Give back every entry below, exactly as written.

▶

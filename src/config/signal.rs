use nix::sys::signal::Signal;

use super::error::ConfigError;

/// Parses a signal name as it appears in config (`TERM`, `SIGTERM`, `hup`,
/// ...) into the `nix` signal it names.
pub fn parse_signal(raw: &str) -> Result<Signal, ConfigError> {
    let trimmed = raw.trim();
    let upper = trimmed.strip_prefix("SIG").unwrap_or(trimmed).to_ascii_uppercase();
    let signal = match upper.as_str() {
        "HUP" => Signal::SIGHUP,
        "INT" => Signal::SIGINT,
        "QUIT" => Signal::SIGQUIT,
        "ILL" => Signal::SIGILL,
        "TRAP" => Signal::SIGTRAP,
        "ABRT" => Signal::SIGABRT,
        "KILL" => Signal::SIGKILL,
        "USR1" => Signal::SIGUSR1,
        "USR2" => Signal::SIGUSR2,
        "SEGV" => Signal::SIGSEGV,
        "PIPE" => Signal::SIGPIPE,
        "ALRM" => Signal::SIGALRM,
        "TERM" => Signal::SIGTERM,
        "CHLD" => Signal::SIGCHLD,
        "CONT" => Signal::SIGCONT,
        "STOP" => Signal::SIGSTOP,
        "TSTP" => Signal::SIGTSTP,
        "WINCH" => Signal::SIGWINCH,
        _ => return Err(ConfigError::UnknownSignal(raw.to_string())),
    };
    Ok(signal)
}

◀

FINAL ANSWER:
filename src/config/signal.rs
use nix::sys::signal::Signal;

use super::error::ConfigError;

/// Parses a signal name as it appears in config (`TERM`, `SIGTERM`, `hup`,
/// ...) into the `nix` signal it names.
pub fn parse_signal(raw: &str) -> Result<Signal, ConfigError> {
    let trimmed = raw.trim();
    let upper = trimmed.strip_prefix("SIG").unwrap_or(trimmed).to_ascii_uppercase();
    let signal = match upper.as_str() {
        "HUP" => Signal::SIGHUP,
        "INT" => Signal::SIGINT,
        "QUIT" => Signal::SIGQUIT,
        "ILL" => Signal::SIGILL,
        "TRAP" => Signal::SIGTRAP,
        "ABRT" => Signal::SIGABRT,
        "KILL" => Signal::SIGKILL,
        "USR1" => Signal::SIGUSR1,
        "USR2" => Signal::SIGUSR2,
        "SEGV" => Signal::SIGSEGV,
        "PIPE" => Signal::SIGPIPE,
        "ALRM" => Signal::SIGALRM,
        "TERM" => Signal::SIGTERM,
        "CHLD" => Signal::SIGCHLD,
        "CONT" => Signal::SIGCONT,
        "STOP" => Signal::SIGSTOP,
        "TSTP" => Signal::SIGTSTP,
        "WINCH" => Signal::SIGWINCH,
        _ => return Err(ConfigError::UnknownSignal(raw.to_string())),
    };
    Ok(signal)
}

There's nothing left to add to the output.